# Financial Engineering Network



## Withnail (19 Oct 2006)

I have recently come across the FEN through an acquaintance who used them and was very satisfied.  The individual concerned seems financially astute and said that he found the advice illuminating and very helpful.

I have seen a previous thread based on the book "Tricks of the Rich" in which many of the postings are negative about the services provided on the basis that you can either do it yourself or get it elsewhere cheaper. 

I am reasonably financially aware but it is not my own area of expertise and I wonder whether I have the time and ability to acquire a similar level of expertise from private research.  The fees quoted by FEN do seem high, but if it represents value for money I do not have any difficulty in principle with paying for professional advice.  

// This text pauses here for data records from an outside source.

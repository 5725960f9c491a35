//! # Database Error Types
//!
//! Error types for database operations.
//!
//! ## Error Flow
//! ```text
//! ┌─────────────────────────────────────────────────────────────────────────┐
//! │                    Error Propagation                                    │
//! │                                                                         │
//! │  SQLite Error (sqlx::Error)                                            │
//! │       │                                                                 │
//! │       ▼                                                                 │
//! │  DbError (this module) ← Adds context and categorization               │
//! │       │                  busy / locked → retryable                      │
//! │       ▼                                                                 │
//! │  IssuanceError ← ConcurrencyConflict or Persistence                    │
//! │       │                                                                 │
//! │       ▼                                                                 │
//! │  IssuanceOutcome { success: false, kind, message }                     │
//! │                                                                         │
//! └─────────────────────────────────────────────────────────────────────────┘
//! ```

use folio_core::ValidationError;
use thiserror::Error;

/// SQLite result codes meaning "another connection holds the lock".
/// SQLITE_BUSY, SQLITE_LOCKED, SQLITE_BUSY_RECOVERY, SQLITE_BUSY_SNAPSHOT.
const BUSY_CODES: [&str; 4] = ["5", "6", "261", "517"];

/// Database operation errors.
///
/// These errors wrap sqlx errors and provide additional context
/// for debugging and user feedback.
#[derive(Debug, Error)]
pub enum DbError {
    /// Entity not found in database.
    #[error("{entity} not found: {id}")]
    NotFound { entity: String, id: String },

    /// Unique constraint violation.
    ///
    /// ## When This Occurs
    /// - Inserting duplicate SKU
    /// - Duplicate invoice number
    /// - Activating a second authorization
    #[error("Duplicate {field}: '{value}' already exists")]
    UniqueViolation { field: String, value: String },

    /// Foreign key constraint violation.
    #[error("Foreign key violation: {message}")]
    ForeignKeyViolation { message: String },

    /// CHECK constraint violation (e.g. numbering window invariants).
    #[error("Constraint violation: {message}")]
    CheckViolation { message: String },

    /// Another connection holds the write lock. Safe to retry.
    #[error("Database busy: {0}")]
    Busy(String),

    /// Database connection failed.
    #[error("Connection failed: {0}")]
    ConnectionFailed(String),

    /// Migration failed.
    #[error("Migration failed: {0}")]
    MigrationFailed(String),

    /// Query execution failed.
    #[error("Query failed: {0}")]
    QueryFailed(String),

    /// Pool exhausted (all connections in use).
    #[error("Connection pool exhausted")]
    PoolExhausted,

    /// Record rejected before reaching SQLite.
    #[error("Invalid record: {0}")]
    Validation(#[from] ValidationError),

    /// Internal database error.
    #[error("Internal database error: {0}")]
    Internal(String),
}

impl DbError {
    /// Creates a NotFound error for a given entity type and ID.
    pub fn not_found(entity: impl Into<String>, id: impl Into<String>) -> Self {
        DbError::NotFound {
            entity: entity.into(),
            id: id.into(),
        }
    }

    /// Creates a UniqueViolation error.
    pub fn duplicate(field: impl Into<String>, value: impl Into<String>) -> Self {
        DbError::UniqueViolation {
            field: field.into(),
            value: value.into(),
        }
    }

    /// Whether retrying the same unit of work may succeed.
    pub fn is_retryable(&self) -> bool {
        matches!(self, DbError::Busy(_) | DbError::PoolExhausted)
    }
}

fn is_busy(code: Option<&str>, message: &str) -> bool {
    code.map(|c| BUSY_CODES.contains(&c)).unwrap_or(false)
        || message.contains("database is locked")
        || message.contains("database table is locked")
}

/// Convert sqlx errors to DbError.
///
/// ## Error Mapping
/// ```text
/// sqlx::Error::RowNotFound    → DbError::NotFound
/// sqlx::Error::Database       → busy code? constraint type? from code + message
/// sqlx::Error::PoolTimedOut   → DbError::PoolExhausted
/// Other                       → DbError::Internal
/// ```
impl From<sqlx::Error> for DbError {
    fn from(err: sqlx::Error) -> Self {
        match err {
            sqlx::Error::RowNotFound => DbError::NotFound {
                entity: "Record".to_string(),
                id: "unknown".to_string(),
            },

            sqlx::Error::Database(db_err) => {
                let msg = db_err.message();
                let code = db_err.code();

                if is_busy(code.as_deref(), msg) {
                    DbError::Busy(msg.to_string())
                } else if msg.contains("UNIQUE constraint failed") {
                    // "UNIQUE constraint failed: <table>.<column>"
                    let field = msg
                        .split("UNIQUE constraint failed: ")
                        .nth(1)
                        .unwrap_or("unknown")
                        .to_string();
                    DbError::UniqueViolation {
                        field,
                        value: "unknown".to_string(),
                    }
                } else if msg.contains("FOREIGN KEY constraint failed") {
                    DbError::ForeignKeyViolation {
                        message: msg.to_string(),
                    }
                } else if msg.contains("CHECK constraint failed") {
                    DbError::CheckViolation {
                        message: msg.to_string(),
                    }
                } else {
                    DbError::QueryFailed(msg.to_string())
                }
            }

            sqlx::Error::PoolTimedOut => DbError::PoolExhausted,

            sqlx::Error::PoolClosed => DbError::ConnectionFailed("Pool is closed".to_string()),

            _ => DbError::Internal(err.to_string()),
        }
    }
}

impl From<sqlx::migrate::MigrateError> for DbError {
    fn from(err: sqlx::migrate::MigrateError) -> Self {
        DbError::MigrationFailed(err.to_string())
    }
}

/// Result type for database operations.
pub type DbResult<T> = Result<T, DbError>;

#[cfg(test)]
mod tests {
    use super::*;

    #[test]
    fn test_busy_classification() {
        assert!(is_busy(Some("5"), "database is locked"));
        assert!(is_busy(Some("517"), "snapshot conflict"));
        assert!(is_busy(None, "database is locked"));
        assert!(!is_busy(Some("19"), "UNIQUE constraint failed: invoices.invoice_number"));
    }

    #[test]
    fn test_retryable() {
        assert!(DbError::Busy("locked".into()).is_retryable());
        assert!(DbError::PoolExhausted.is_retryable());
        assert!(!DbError::duplicate("sku", "X").is_retryable());
        assert!(!DbError::not_found("Invoice", "1").is_retryable());
    }

    #[test]
    fn test_sqlx_error_mapping() {
        assert!(matches!(
            DbError::from(sqlx::Error::RowNotFound),
            DbError::NotFound { .. }
        ));
        assert!(matches!(
            DbError::from(sqlx::Error::PoolTimedOut),
            DbError::PoolExhausted
        ));
        assert!(matches!(
            DbError::from(sqlx::Error::ColumnNotFound("cai".into())),
            DbError::Internal(_)
        ));
    }
}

Does anybody have any actual experience of this organization or of any alternative advisers providing a similar service?  Does anyone have any views on this subject generally?


----------



## CCOVICH (19 Oct 2006)

Have you searched for previous discussion of FEN on AAM? I'm pretty sure it has come up a few times before.


----------



## Markjbloggs (19 Oct 2006)

Just had a look at their site - seems long on waffle and short on specifics, just at a first glance.  This always gets my alarm bells ringing.  I also went through some posts from others on aam and saw nothing to change my mind.

M


----------



## markowitzman (20 Oct 2006)

they recently merged with itc?
was at lecture given by paul overy at conference.
lecture was ok....some reasonable points esp on succession planning and tax planning
was q&a session after where he only took one question!
was an obvious effort I felt to get names on appointment book rather than "divulging all" to the general audience.
Fees are high, can quote them here if deemed ok?


----------



## Happy Girl (16 Mar 2007)

Grateful if you could quote prices. Am meeting a rep from FEN on Tuesday next and forewarned is forearmed.


----------



## Bob_tg (16 Mar 2007)

The book is less than average too.


----------



## robd (16 Mar 2007)

Happy Girl said:


> Grateful if you could quote prices. Am meeting a rep from FEN on Tuesday next and forewarned is forearmed.



Happy Girl,

From your other recent posts and now this you strike me as someone looking to get rich quick.  I think you may be suseptible to the spin a company like FEN throws out. You need a pension not a get rich quick scheme and you need to contribute 25% (the max allowed at 41 - which you stated you were in a previous post)  to make up for the fact you haven't bothered with a pension over the last 15 years or so.

*Thread very carefully* or you may not be a happy girl no more.


----------